Куда более длинная очередь, одни мужчины, протянулась от водочного магазина на углу. Пьяные, подпирая стену, клонились в разные стороны, словно сломанные колья в заборе. Красные с синевой рожи, на плечах — серое тряпье. Но они цепко держались за пустые бутылки, ибо твердо помнили: полная бутылка появится на прилавке только в обмен на пустую. Кроме того, пустая бутылка должна быть нужного размера — не больше и не меньше. К тому же нужно показать милиционеру в дверях талоны (это чтобы иногородние не вздумали купить водку, предназначенную для москвичей). За все то время, пока Яак стоял за лимонадом, из магазина вышел лишь один покупатель, бережно, словно яйцо, неся в руках бутылку, и лишь на сантиметр продвинулась очередь.
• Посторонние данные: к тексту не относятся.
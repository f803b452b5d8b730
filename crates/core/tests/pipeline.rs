//! End-to-end behaviour of the optimizer on small generated books.

use std::io::{Read, Write};
use std::path::{Path, PathBuf};

use epub_optimizer_core::archive;
use epub_optimizer_core::config::{AppConfig, OptimizeOptions};
use epub_optimizer_core::locate;
use epub_optimizer_core::markup::repair;
use epub_optimizer_core::pipeline::{optimize, PipelineState};
use epub_optimizer_core::security::SecurityLimits;
use epub_optimizer_core::stages::png_to_jpeg::PngToJpeg;
use epub_optimizer_core::stages::{Stage, StageContext};
use epub_optimizer_core::structure::UpdateOutcome;
use epub_optimizer_core::validate::ValidationOutcome;
use image::{Rgb, RgbImage, Rgba, RgbaImage};
use pretty_assertions::assert_eq;

fn container(opf: &str) -> String {
    format!(
        r#"<?xml version="1.0" encoding="UTF-8"?>
<container version="1.0" xmlns="urn:oasis:names:tc:opendocument:xmlns:container">
  <rootfiles><rootfile full-path="{opf}" media-type="application/oebps-package+xml"/></rootfiles>
</container>"#
    )
}

/// Write a stored (uncompressed) EPUB with `mimetype` first.
fn write_epub(path: &Path, files: &[(&str, Vec<u8>)]) {
    let mut zip = zip::ZipWriter::new(std::fs::File::create(path).unwrap());
    let stored: zip::write::FileOptions<'_, ()> =
        zip::write::FileOptions::default().compression_method(zip::CompressionMethod::Stored);
    zip.start_file("mimetype", stored).unwrap();
    zip.write_all(b"application/epub+zip").unwrap();
    for (name, data) in files {
        zip.start_file(*name, stored).unwrap();
        zip.write_all(data).unwrap();
    }
    zip.finish().unwrap();
}

fn read_entry(epub: &Path, name: &str) -> String {
    let mut archive = zip::ZipArchive::new(std::fs::File::open(epub).unwrap()).unwrap();
    let mut entry = archive.by_name(name).unwrap();
    let mut out = String::new();
    entry.read_to_string(&mut out).unwrap();
    out
}

fn assert_mimetype_first(epub: &Path) {
    let mut archive = zip::ZipArchive::new(std::fs::File::open(epub).unwrap()).unwrap();
    let mut first = archive.by_index(0).unwrap();
    assert_eq!(first.name(), "mimetype");
    assert_eq!(first.compression(), zip::CompressionMethod::Stored);
    let mut content = String::new();
    first.read_to_string(&mut content).unwrap();
    assert_eq!(content, "application/epub+zip");
}

fn noise(width: u32, height: u32) -> RgbImage {
    let mut state: u32 = 0x9E37_79B9;
    RgbImage::from_fn(width, height, |_, _| {
        state ^= state << 13;
        state ^= state >> 17;
        state ^= state << 5;
        let [r, g, b, _] = state.to_le_bytes();
        Rgb([r, g, b])
    })
}

fn png_bytes(img: RgbImage) -> Vec<u8> {
    let mut buf = std::io::Cursor::new(Vec::new());
    img.write_to(&mut buf, image::ImageFormat::Png).unwrap();
    buf.into_inner()
}

fn options(input: &Path, output: &Path) -> OptimizeOptions {
    let mut opts = OptimizeOptions::new(input, output, &AppConfig::default());
    opts.validate.enabled = false;
    opts
}

const CHAPTER: &str = r#"<?xml version="1.0" encoding="UTF-8"?>
<html xmlns="http://www.w3.org/1999/xhtml">
<head><title>One</title></head>
<body>
  <!-- editor note -->
  <h1>Chapter <span>One</h1>
  <p>Café   and    tea.</p>
  <p><img src="images/dot.png" alt="dot"/></p>
</body>
</html>"#;

#[test]
fn minimal_book_round_trips_smaller() {
    let dir = tempfile::tempdir().unwrap();
    let input = dir.path().join("book.epub");
    let output = dir.path().join("out/book.epub");
    let opf = r#"<?xml version="1.0" encoding="UTF-8"?>
<package xmlns="http://www.idpf.org/2007/opf" version="3.0">
  <manifest>
    <item id="ch1" href="ch1.xhtml" media-type="application/xhtml+xml"/>
    <item id="dot" href="images/dot.png" media-type="image/png"/>
  </manifest>
  <spine><itemref idref="ch1"/></spine>
</package>"#;
    write_epub(
        &input,
        &[
            ("META-INF/container.xml", container("OEBPS/content.opf").into_bytes()),
            ("OEBPS/content.opf", opf.as_bytes().to_vec()),
            ("OEBPS/ch1.xhtml", CHAPTER.as_bytes().to_vec()),
            ("OEBPS/images/dot.png", png_bytes(noise(8, 8))),
        ],
    );

    let report = optimize(&options(&input, &output), None).unwrap();

    assert!(output.is_file());
    assert_mimetype_first(&output);
    assert!(report.size.optimized_bytes <= report.size.original_bytes);
    assert_eq!(report.validation, ValidationOutcome::Skipped { reason: "validation disabled".to_string() });
    assert_eq!(report.stages.len(), 9);
    assert!(report.stages.iter().all(|s| s.failed.is_empty()));
    assert!(report.work_dir.as_deref().is_some_and(Path::is_dir));

    let json = serde_json::to_value(&report).unwrap();
    assert_eq!(json["validation"]["status"], "skipped");
    assert_eq!(json["stages"][0]["stage"], "decode-entities");

    let chapter = read_entry(&output, "OEBPS/ch1.xhtml");
    assert!(repair::strict_parse(&chapter), "not well-formed: {chapter}");
    assert!(!chapter.contains("editor note"));
    assert!(chapter.contains("Café and tea."));
    assert!(chapter.contains(r#"loading="lazy""#));
    assert!(chapter.contains("images/dot.png"));
}

#[test]
fn in_place_run_reports_the_original_size() {
    let dir = tempfile::tempdir().unwrap();
    let book = dir.path().join("book.epub");
    let opf = r#"<?xml version="1.0" encoding="UTF-8"?>
<package xmlns="http://www.idpf.org/2007/opf" version="3.0">
  <manifest><item id="ch1" href="ch1.xhtml" media-type="application/xhtml+xml"/></manifest>
  <spine><itemref idref="ch1"/></spine>
</package>"#;
    let chapter = format!(
        "<html><head><title>T</title></head><body>{}</body></html>",
        "<p>The same sentence, over and over.</p>\n".repeat(200)
    );
    write_epub(
        &book,
        &[
            ("META-INF/container.xml", container("OEBPS/content.opf").into_bytes()),
            ("OEBPS/content.opf", opf.as_bytes().to_vec()),
            ("OEBPS/ch1.xhtml", chapter.into_bytes()),
        ],
    );
    let before = std::fs::metadata(&book).unwrap().len();

    let report = optimize(&options(&book, &book), None).unwrap();

    let after = std::fs::metadata(&book).unwrap().len();
    assert!(after < before);
    assert_eq!(report.size.original_bytes, before);
    assert_eq!(report.size.optimized_bytes, after);
    assert!(report.size.bytes_saved > 0);
}

#[test]
fn custom_content_dir_gets_cover_entries() {
    let dir = tempfile::tempdir().unwrap();
    let input = dir.path().join("novel.epub");
    let output = dir.path().join("novel-small.epub");
    let opf = r#"<?xml version="1.0" encoding="UTF-8"?>
<package xmlns="http://www.idpf.org/2007/opf" version="3.0">
  <manifest>
    <item id="cover" href="cover.xhtml" media-type="application/xhtml+xml"/>
    <item id="nav" href="nav.xhtml" media-type="application/xhtml+xml" properties="nav"/>
    <item id="ncx" href="toc.ncx" media-type="application/x-dtbncx+xml"/>
    <item id="ch1" href="ch1.xhtml" media-type="application/xhtml+xml"/>
  </manifest>
  <spine toc="ncx"><itemref idref="cover"/><itemref idref="ch1"/></spine>
</package>"#;
    let nav = r#"<?xml version="1.0" encoding="UTF-8"?>
<html xmlns="http://www.w3.org/1999/xhtml" xmlns:epub="http://www.idpf.org/2007/ops"><head><title>Contents</title></head>
<body><nav epub:type="toc"><ol><li><a href="ch1.xhtml">One</a></li></ol></nav></body></html>"#;
    let ncx = r#"<?xml version="1.0" encoding="UTF-8"?>
<ncx xmlns="http://www.daisy.org/z3986/2005/ncx/" version="2005-1"><navMap>
<navPoint id="p1" playOrder="1"><navLabel><text>One</text></navLabel><content src="ch1.xhtml"/></navPoint>
</navMap></ncx>"#;
    write_epub(
        &input,
        &[
            ("META-INF/container.xml", container("EPUB/package.opf").into_bytes()),
            ("EPUB/package.opf", opf.as_bytes().to_vec()),
            ("EPUB/nav.xhtml", nav.as_bytes().to_vec()),
            ("EPUB/toc.ncx", ncx.as_bytes().to_vec()),
            ("EPUB/cover.xhtml", b"<html><body><p>Cover</p></body></html>".to_vec()),
            ("EPUB/ch1.xhtml", CHAPTER.replace("<p><img src=\"images/dot.png\" alt=\"dot\"/></p>", "").into_bytes()),
        ],
    );
    let mut opts = options(&input, &output);
    opts.clean = true;

    let report = optimize(&opts, None).unwrap();
    assert!(report.work_dir.is_none());
    assert!(!opts.work_dir().exists());
    assert_eq!(report.structure.cover_linear, UpdateOutcome::Applied);
    assert_eq!(report.structure.nav_cover_entry, UpdateOutcome::Applied);
    assert_eq!(report.structure.ncx_cover_entry, UpdateOutcome::Applied);
    assert_eq!(report.structure.cover_image_property, UpdateOutcome::NotApplicable);

    assert!(read_entry(&output, "EPUB/package.opf").contains(r#"<itemref idref="cover" linear="yes"/>"#));
    assert!(read_entry(&output, "EPUB/nav.xhtml").contains(r#"<ol><li><a href="cover.xhtml">Cover</a></li>"#));
    let ncx_out = read_entry(&output, "EPUB/toc.ncx");
    assert!(ncx_out.contains(r#"<navPoint id="navpoint-cover" playOrder="1">"#));
    assert!(ncx_out.contains(r#"<navPoint id="p1" playOrder="2">"#));
}

#[test]
fn progress_walks_every_state_in_order() {
    use epub_optimizer_core::progress::{ProgressEvent, ProgressHandler};
    use std::sync::Mutex;

    struct Recorder(Mutex<Vec<ProgressEvent>>);
    impl ProgressHandler for Recorder {
        fn on_progress(&self, event: ProgressEvent) {
            self.0.lock().unwrap().push(event);
        }
    }

    let dir = tempfile::tempdir().unwrap();
    let input = dir.path().join("book.epub");
    write_epub(
        &input,
        &[
            ("META-INF/container.xml", container("content.opf").into_bytes()),
            ("content.opf", br#"<package><manifest/><spine/></package>"#.to_vec()),
        ],
    );
    let recorder = Recorder(Mutex::new(Vec::new()));
    optimize(&options(&input, &dir.path().join("out.epub")), Some(&recorder)).unwrap();

    let events = recorder.0.into_inner().unwrap();
    let steps: Vec<u64> = events.iter().map(|e| e.step).collect();
    assert_eq!(steps, (1..=PipelineState::TOTAL_STEPS).collect::<Vec<_>>());
    assert_eq!(events.last().map(|e| e.state), Some(PipelineState::Done));
    assert_eq!(events[3].state, PipelineState::Transforming(2));
    assert_eq!(events[3].message.as_deref(), Some("minify-markup"));
}

#[test]
fn extract_then_compress_puts_mimetype_first() {
    let dir = tempfile::tempdir().unwrap();
    let input = dir.path().join("in.epub");
    // Deliberately place mimetype last and deflated in the source.
    {
        let mut zip = zip::ZipWriter::new(std::fs::File::create(&input).unwrap());
        let deflated: zip::write::FileOptions<'_, ()> = zip::write::FileOptions::default();
        zip.start_file("OPS/a.xhtml", deflated).unwrap();
        zip.write_all(b"<html/>").unwrap();
        zip.start_file("mimetype", deflated).unwrap();
        zip.write_all(b"application/epub+zip").unwrap();
        zip.finish().unwrap();
    }

    let work = dir.path().join("work");
    archive::extract(&input, &work, &SecurityLimits::default()).unwrap();
    let output = dir.path().join("out.epub");
    assert!(archive::compress(&output, &work).unwrap());
    assert_mimetype_first(&output);
    assert_eq!(read_entry(&output, "OPS/a.xhtml"), "<html/>");
}

struct ConversionTree {
    _dir: tempfile::TempDir,
    root: PathBuf,
    content: PathBuf,
}

fn conversion_tree() -> ConversionTree {
    let dir = tempfile::tempdir().unwrap();
    let root = dir.path().join("book");
    let content = root.join("OEBPS");
    std::fs::create_dir_all(content.join("images")).unwrap();
    std::fs::create_dir_all(content.join("text")).unwrap();
    std::fs::create_dir_all(root.join("META-INF")).unwrap();
    std::fs::write(root.join(locate::CONTAINER_PATH), container("OEBPS/content.opf")).unwrap();
    std::fs::write(
        content.join("content.opf"),
        r#"<package xmlns="http://www.idpf.org/2007/opf"><manifest>
<item id="big" href="images/big.png" media-type="image/png"/>
<item id="small" href="images/small.png" media-type="image/png"/>
<item id="alpha" href="images/alpha.png" media-type="image/png"/>
<item id="ch" href="text/ch.xhtml" media-type="application/xhtml+xml"/>
</manifest></package>"#,
    )
    .unwrap();
    std::fs::write(
        content.join("text/ch.xhtml"),
        r#"<html><body><img src="../images/big.png"/><img src="../images/small.png"/><img src="../images/alpha.png"/></body></html>"#,
    )
    .unwrap();

    std::fs::write(content.join("images/big.png"), png_bytes(noise(300, 300))).unwrap();
    std::fs::write(content.join("images/small.png"), png_bytes(noise(16, 16))).unwrap();
    let rgb = noise(300, 300);
    RgbaImage::from_fn(300, 300, |x, y| {
        let p = rgb.get_pixel(x, y);
        Rgba([p[0], p[1], p[2], 200])
    })
    .save(content.join("images/alpha.png"))
    .unwrap();

    ConversionTree {
        _dir: dir,
        root,
        content,
    }
}

#[test]
fn png_conversion_rewrites_every_reference() {
    let tree = conversion_tree();
    let images = tree.content.join("images");
    assert!(std::fs::metadata(images.join("big.png")).unwrap().len() >= 200 * 1024);
    assert!(std::fs::metadata(images.join("alpha.png")).unwrap().len() >= 200 * 1024);
    let small_before = std::fs::read(images.join("small.png")).unwrap();
    let alpha_before = std::fs::read(images.join("alpha.png")).unwrap();

    let opts = OptimizeOptions::new("in.epub", "out.epub", &AppConfig::default());
    let ctx = StageContext {
        epub_dir: &tree.root,
        content_root: &tree.content,
        options: &opts,
    };
    let report = PngToJpeg.run(&ctx);
    assert_eq!(report.changed, 1);
    assert!(report.failed.is_empty());

    assert!(!images.join("big.png").exists());
    assert!(images.join("big.jpg").is_file());
    assert_eq!(std::fs::read(images.join("small.png")).unwrap(), small_before);
    assert_eq!(std::fs::read(images.join("alpha.png")).unwrap(), alpha_before);

    let items = locate::read_manifest(&tree.content.join("content.opf")).unwrap();
    let big = items.iter().find(|i| i.id == "big").unwrap();
    assert_eq!((big.href.as_str(), big.media_type.as_str()), ("images/big.jpg", "image/jpeg"));
    let alpha = items.iter().find(|i| i.id == "alpha").unwrap();
    assert_eq!(alpha.media_type, "image/png");

    let chapter = std::fs::read_to_string(tree.content.join("text/ch.xhtml")).unwrap();
    assert!(chapter.contains(r#"src="../images/big.jpg""#));
    assert!(!chapter.contains("big.png"));
    assert!(chapter.contains("small.png"));
    assert!(chapter.contains("alpha.png"));
}

#[test]
fn unclosed_span_in_heading_is_repaired() {
    let dir = tempfile::tempdir().unwrap();
    let path = dir.path().join("ch.xhtml");
    std::fs::write(
        &path,
        r#"<html xmlns="http://www.w3.org/1999/xhtml"><head><title>T</title></head><body><h1>Part <span>One</h1><p>Body text</p></body></html>"#,
    )
    .unwrap();
    assert!(!repair::is_well_formed(&path));

    assert!(repair::repair_file(&path).unwrap());
    assert!(repair::is_well_formed(&path));
    let repaired = std::fs::read_to_string(&path).unwrap();
    assert!(repaired.contains("Part "));
    assert!(repaired.contains("One"));
    assert!(repaired.contains("Body text"));
}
У Аркадия дела шли не лучше. Очередь двигалась медленно потому, что продажа шла на выбор: пирожки либо с мясом, либо с капустой. Но поскольку начинка представляла собой не более чем намек — еле заметная полосочка свиного фарша или тушеной капусты в тесте, которое сперва погружают в кипящий жир, а потом оставляют остывать и окоченевать, — для такого выбора требовался очень тонкий вкус. Голод не в счет.
Водочная очередь тоже застопорилась. Ее задерживал покупатель, которому при входе в магазин стало плохо, и он уронил свою пустую бутылку. Бутылка со звоном покатилась в сточную канаву.
Аркадий вдруг подумал о том, что сейчас делает Ирина. Все утро он внушал себе, что она для него больше не существует. Теперь же толчком послужил звон бутылки, сама необычность этого звука. Он представил, что Ирина обедает, нет, не на улице, а в прекрасном кафетерии — в блеске хрома, ярком сиянии зеркал, среди бесшумно двигающихся тележек с белыми фарфоровыми чашками.